> Task objective
Your task is to give the data again, exactly, with every line intact.

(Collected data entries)
——

//! Per-cycle data model shared across spotgrid crates.
//!
//! Every value here is rebuilt from the fleet provider and the build server
//! at the start of a cycle and dropped at its end. Nothing is cached across
//! cycles.

use serde::{Deserialize, Serialize};
use std::collections::BTreeMap;
use std::time::{SystemTime, UNIX_EPOCH};

/// Provider-assigned instance identifier (e.g. `i-0111605f74c7ab82a`).
pub type InstanceId = String;

/// Normalized network name shared by an instance and the agents running on it.
pub type JoinKey = String;

/// Build-server agent identifier.
pub type AgentId = u64;

/// Key identifying one build result on the build server.
pub type ResultKey = String;

/// Lowest target capacity ever requested from the provider.
pub const MIN_CAPACITY: u32 = 1;

/// Highest target capacity ever requested from the provider.
pub const MAX_CAPACITY: u32 = 250;

/// Tag key written to every active fleet instance.
pub const FLEET_MARKER_TAG_KEY: &str = "Bamboo-Spot-Fleet-Plugin-0811";

const MILLIS_PER_MINUTE: u64 = 60_000;

// ── Thresholds ─────────────────────────────────────────────────────

/// Operator-supplied scaling thresholds, fixed for one cycle.
///
/// All numeric fields are positive whenever `enabled` is true; the config
/// validator refuses anything else.
#[derive(Debug, Clone, Copy, PartialEq, Eq, Serialize, Deserialize)]
pub struct ScalingThresholds {
    pub enabled: bool,
    pub max_queued_builds: u32,
    pub max_average_queue_minutes: u32,
    pub max_idle_instances: u32,
    pub max_units_per_scale: u32,
}

impl ScalingThresholds {
    /// Thresholds with autoscaling switched off.
    pub fn disabled() -> Self {
        Self {
            enabled: false,
            max_queued_builds: 0,
            max_average_queue_minutes: 0,
            max_idle_instances: 0,
            max_units_per_scale: 0,
        }
    }
}

// ── Queue ──────────────────────────────────────────────────────────

/// A build waiting in the queue.
#[derive(Debug, Clone, PartialEq, Eq, Serialize, Deserialize)]
pub struct QueuedItem {
    pub result_key: ResultKey,
    /// Unix timestamp (milliseconds) when the item started waiting.
    pub started_at_ms: u64,
}

/// Queue depth and wait time observed at the start of a cycle.
#[derive(Debug, Clone, Copy, PartialEq, Eq, Serialize, Deserialize)]
pub struct QueueSnapshot {
    pub queued: u32,
    /// Whole minutes, truncated. `None` when the queue is empty.
    pub average_wait_minutes: Option<u32>,
}

impl QueueSnapshot {
    pub fn empty() -> Self {
        Self {
            queued: 0,
            average_wait_minutes: None,
        }
    }

    /// Build a snapshot from queued items as seen at `now_ms`.
    ///
    /// Average wait is `floor(sum(now - start) / count / 60000)`. Items that
    /// claim to start in the future count as zero wait.
    pub fn from_items(items: &[QueuedItem], now_ms: u64) -> Self {
        if items.is_empty() {
            return Self::empty();
        }

        let total_wait_ms: u64 = items
            .iter()
            .map(|item| now_ms.saturating_sub(item.started_at_ms))
            .sum();
        let count = items.len() as u64;
        let average = total_wait_ms / count / MILLIS_PER_MINUTE;

        Self {
            queued: u32::try_from(items.len()).unwrap_or(u32::MAX),
            average_wait_minutes: Some(u32::try_from(average).unwrap_or(u32::MAX)),
        }
    }

    pub fn is_empty(&self) -> bool {
        self.queued == 0
    }
}

// ── Agents ─────────────────────────────────────────────────────────

/// A non-elastic agent registered with the build server.
#[derive(Debug, Clone, PartialEq, Eq, Serialize, Deserialize)]
pub struct AgentRecord {
    pub id: AgentId,
    /// Display name, e.g. `ip-172-31-66-67.ec2.internal (2)` for the second
    /// agent on an instance.
    pub name: String,
    pub busy: bool,
}

impl AgentRecord {
    /// The name with its disambiguating suffix removed.
    pub fn join_key(&self) -> JoinKey {
        crate::ownership::join_key(&self.name)
    }
}

/// A build currently executing on an agent.
#[derive(Debug, Clone, PartialEq, Eq, Serialize, Deserialize)]
pub struct RunningBuild {
    pub result_key: ResultKey,
    pub agent_id: AgentId,
}

// ── Instances ──────────────────────────────────────────────────────

/// One active fleet instance, classified by the agents bound to it.
#[derive(Debug, Clone, PartialEq, Eq, Serialize, Deserialize)]
pub struct InstanceRecord {
    pub instance_id: InstanceId,
    /// Private network name; agents are named after it.
    pub join_key: JoinKey,
    /// True when at least one bound agent is executing work.
    pub busy: bool,
}

/// Live instances of the fleet keyed by join-key.
///
/// Ordered so that iteration, and therefore termination selection, is
/// stable for identical inputs.
#[derive(Debug, Clone, Default, PartialEq, Eq, Serialize, Deserialize)]
pub struct InstanceMap {
    entries: BTreeMap<JoinKey, InstanceRecord>,
}

impl InstanceMap {
    pub fn new() -> Self {
        Self::default()
    }

    /// Insert an instance as idle. A second instance reporting the same
    /// network name replaces the first.
    pub fn insert(&mut self, join_key: &str, instance_id: &str) {
        self.entries.insert(
            join_key.to_string(),
            InstanceRecord {
                instance_id: instance_id.to_string(),
                join_key: join_key.to_string(),
                busy: false,
            },
        );
    }

    pub fn contains(&self, join_key: &str) -> bool {
        self.entries.contains_key(join_key)
    }

    pub fn get(&self, join_key: &str) -> Option<&InstanceRecord> {
        self.entries.get(join_key)
    }

    /// Mark the instance behind `join_key` busy. Returns false when no
    /// such instance is live.
    pub fn mark_busy(&mut self, join_key: &str) -> bool {
        match self.entries.get_mut(join_key) {
            Some(record) => {
                record.busy = true;
                true
            }
            None => false,
        }
    }

    pub fn len(&self) -> usize {
        self.entries.len()
    }

    pub fn is_empty(&self) -> bool {
        self.entries.is_empty()
    }

    pub fn iter(&self) -> impl Iterator<Item = &InstanceRecord> {
        self.entries.values()
    }

    /// Instances with no busy agent, in join-key order.
    pub fn idle(&self) -> impl Iterator<Item = &InstanceRecord> {
        self.entries.values().filter(|r| !r.busy)
    }

    pub fn instance_ids(&self) -> Vec<InstanceId> {
        self.entries.values().map(|r| r.instance_id.clone()).collect()
    }

    /// Drop instances that are being terminated this cycle.
    pub fn retire<'a>(&mut self, join_keys: impl IntoIterator<Item = &'a JoinKey>) {
        for key in join_keys {
            self.entries.remove(key);
        }
    }
}

// ── Fleet ──────────────────────────────────────────────────────────

/// Fleet request configuration as reported by the provider.
#[derive(Debug, Clone, PartialEq, Eq, Serialize, Deserialize)]
pub struct FleetDescription {
    pub target_capacity: u32,
    /// Provider request state, e.g. `active`, `cancelled_running`.
    pub state: String,
}

/// Network identity of one instance.
#[derive(Debug, Clone, PartialEq, Eq, Serialize, Deserialize)]
pub struct InstanceDescription {
    pub instance_id: InstanceId,
    pub private_dns_name: String,
}

/// Fleet snapshot read at the start of a cycle.
#[derive(Debug, Clone, PartialEq, Eq, Serialize, Deserialize)]
pub struct FleetState {
    pub target_capacity: u32,
    /// Number of instances the provider reports as active.
    pub active_capacity: u32,
    pub request_state: String,
    pub instances: InstanceMap,
}

impl FleetState {
    pub fn is_active(&self) -> bool {
        self.request_state.contains("active")
    }
}

/// Milliseconds since the Unix epoch.
pub fn epoch_millis() -> u64 {
    SystemTime::now()
        .duration_since(UNIX_EPOCH)
        .map(|d| d.as_millis() as u64)
        .unwrap_or_default()
}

——

> Reply
//! Per-cycle data model shared across spotgrid crates.
//!
//! Every value here is rebuilt from the fleet provider and the build server
//! at the start of a cycle and dropped at its end. Nothing is cached across
//! cycles.

use serde::{Deserialize, Serialize};
use std::collections::BTreeMap;
use std::time::{SystemTime, UNIX_EPOCH};

/// Provider-assigned instance identifier (e.g. `i-0111605f74c7ab82a`).
pub type InstanceId = String;

/// Normalized network name shared by an instance and the agents running on it.
pub type JoinKey = String;

/// Build-server agent identifier.
pub type AgentId = u64;

/// Key identifying one build result on the build server.
pub type ResultKey = String;

/// Lowest target capacity ever requested from the provider.
pub const MIN_CAPACITY: u32 = 1;

/// Highest target capacity ever requested from the provider.
pub const MAX_CAPACITY: u32 = 250;

/// Tag key written to every active fleet instance.
pub const FLEET_MARKER_TAG_KEY: &str = "Bamboo-Spot-Fleet-Plugin-0811";

const MILLIS_PER_MINUTE: u64 = 60_000;

// ── Thresholds ─────────────────────────────────────────────────────

/// Operator-supplied scaling thresholds, fixed for one cycle.
///
/// All numeric fields are positive whenever `enabled` is true; the config
/// validator refuses anything else.
#[derive(Debug, Clone, Copy, PartialEq, Eq, Serialize, Deserialize)]
pub struct ScalingThresholds {
    pub enabled: bool,
    pub max_queued_builds: u32,
    pub max_average_queue_minutes: u32,
    pub max_idle_instances: u32,
    pub max_units_per_scale: u32,
}

impl ScalingThresholds {
    /// Thresholds with autoscaling switched off.
    pub fn disabled() -> Self {
        Self {
            enabled: false,
            max_queued_builds: 0,
            max_average_queue_minutes: 0,
            max_idle_instances: 0,
            max_units_per_scale: 0,
        }
    }
}

// ── Queue ──────────────────────────────────────────────────────────

/// A build waiting in the queue.
#[derive(Debug, Clone, PartialEq, Eq, Serialize, Deserialize)]
pub struct QueuedItem {
    pub result_key: ResultKey,
    /// Unix timestamp (milliseconds) when the item started waiting.
    pub started_at_ms: u64,
}

/// Queue depth and wait time observed at the start of a cycle.
#[derive(Debug, Clone, Copy, PartialEq, Eq, Serialize, Deserialize)]
pub struct QueueSnapshot {
    pub queued: u32,
    /// Whole minutes, truncated. `None` when the queue is empty.
    pub average_wait_minutes: Option<u32>,
}

impl QueueSnapshot {
    pub fn empty() -> Self {
        Self {
            queued: 0,
            average_wait_minutes: None,
        }
    }

    /// Build a snapshot from queued items as seen at `now_ms`.
    ///
    /// Average wait is `floor(sum(now - start) / count / 60000)`. Items that
    /// claim to start in the future count as zero wait.
    pub fn from_items(items: &[QueuedItem], now_ms: u64) -> Self {
        if items.is_empty() {
            return Self::empty();
        }

        let total_wait_ms: u64 = items
            .iter()
            .map(|item| now_ms.saturating_sub(item.started_at_ms))
            .sum();
        let count = items.len() as u64;
        let average = total_wait_ms / count / MILLIS_PER_MINUTE;

        Self {
            queued: u32::try_from(items.len()).unwrap_or(u32::MAX),
            average_wait_minutes: Some(u32::try_from(average).unwrap_or(u32::MAX)),
        }
    }

    pub fn is_empty(&self) -> bool {
        self.queued == 0
    }
}

// ── Agents ─────────────────────────────────────────────────────────

/// A non-elastic agent registered with the build server.
#[derive(Debug, Clone, PartialEq, Eq, Serialize, Deserialize)]
pub struct AgentRecord {
    pub id: AgentId,
    /// Display name, e.g. `ip-172-31-66-67.ec2.internal (2)` for the second
    /// agent on an instance.
    pub name: String,
    pub busy: bool,
}

impl AgentRecord {
    /// The name with its disambiguating suffix removed.
    pub fn join_key(&self) -> JoinKey {
        crate::ownership::join_key(&self.name)
    }
}

/// A build currently executing on an agent.
#[derive(Debug, Clone, PartialEq, Eq, Serialize, Deserialize)]
pub struct RunningBuild {
    pub result_key: ResultKey,
    pub agent_id: AgentId,
}

// ── Instances ──────────────────────────────────────────────────────

/// One active fleet instance, classified by the agents bound to it.
#[derive(Debug, Clone, PartialEq, Eq, Serialize, Deserialize)]
pub struct InstanceRecord {
    pub instance_id: InstanceId,
    /// Private network name; agents are named after it.
    pub join_key: JoinKey,
    /// True when at least one bound agent is executing work.
    pub busy: bool,
}

/// Live instances of the fleet keyed by join-key.
///
/// Ordered so that iteration, and therefore termination selection, is
/// stable for identical inputs.
#[derive(Debug, Clone, Default, PartialEq, Eq, Serialize, Deserialize)]
pub struct InstanceMap {
    entries: BTreeMap<JoinKey, InstanceRecord>,
}

impl InstanceMap {
    pub fn new() -> Self {
        Self::default()
    }

    /// Insert an instance as idle. A second instance reporting the same
    /// network name replaces the first.
    pub fn insert(&mut self, join_key: &str, instance_id: &str) {
        self.entries.insert(
            join_key.to_string(),
            InstanceRecord {
                instance_id: instance_id.to_string(),
                join_key: join_key.to_string(),
                busy: false,
            },
        );
    }

    pub fn contains(&self, join_key: &str) -> bool {
        self.entries.contains_key(join_key)
    }

    pub fn get(&self, join_key: &str) -> Option<&InstanceRecord> {
        self.entries.get(join_key)
    }

    /// Mark the instance behind `join_key` busy. Returns false when no
    /// such instance is live.
    pub fn mark_busy(&mut self, join_key: &str) -> bool {
        match self.entries.get_mut(join_key) {
            Some(record) => {
                record.busy = true;
                true
            }
            None => false,
        }
    }

    pub fn len(&self) -> usize {
        self.entries.len()
    }

    pub fn is_empty(&self) -> bool {
        self.entries.is_empty()
    }

    pub fn iter(&self) -> impl Iterator<Item = &InstanceRecord> {
        self.entries.values()
    }

    /// Instances with no busy agent, in join-key order.
    pub fn idle(&self) -> impl Iterator<Item = &InstanceRecord> {
        self.entries.values().filter(|r| !r.busy)
    }

    pub fn instance_ids(&self) -> Vec<InstanceId> {
        self.entries.values().map(|r| r.instance_id.clone()).collect()
    }

    /// Drop instances that are being terminated this cycle.
    pub fn retire<'a>(&mut self, join_keys: impl IntoIterator<Item = &'a JoinKey>) {
        for key in join_keys {
            self.entries.remove(key);
        }
    }
}

// ── Fleet ──────────────────────────────────────────────────────────

/// Fleet request configuration as reported by the provider.
#[derive(Debug, Clone, PartialEq, Eq, Serialize, Deserialize)]
pub struct FleetDescription {
    pub target_capacity: u32,
    /// Provider request state, e.g. `active`, `cancelled_running`.
    pub state: String,
}

/// Network identity of one instance.
#[derive(Debug, Clone, PartialEq, Eq, Serialize, Deserialize)]
pub struct InstanceDescription {
    pub instance_id: InstanceId,
    pub private_dns_name: String,
}

/// Fleet snapshot read at the start of a cycle.
#[derive(Debug, Clone, PartialEq, Eq, Serialize, Deserialize)]
pub struct FleetState {
    pub target_capacity: u32,
    /// Number of instances the provider reports as active.
    pub active_capacity: u32,
    pub request_state: String,
    pub instances: InstanceMap,
}

impl FleetState {
    pub fn is_active(&self) -> bool {
        self.request_state.contains("active")
    }
}

/// Milliseconds since the Unix epoch.
pub fn epoch_millis() -> u64 {
    SystemTime::now()
        .duration_since(UNIX_EPOCH)
        .map(|d| d.as_millis() as u64)
        .unwrap_or_default()
}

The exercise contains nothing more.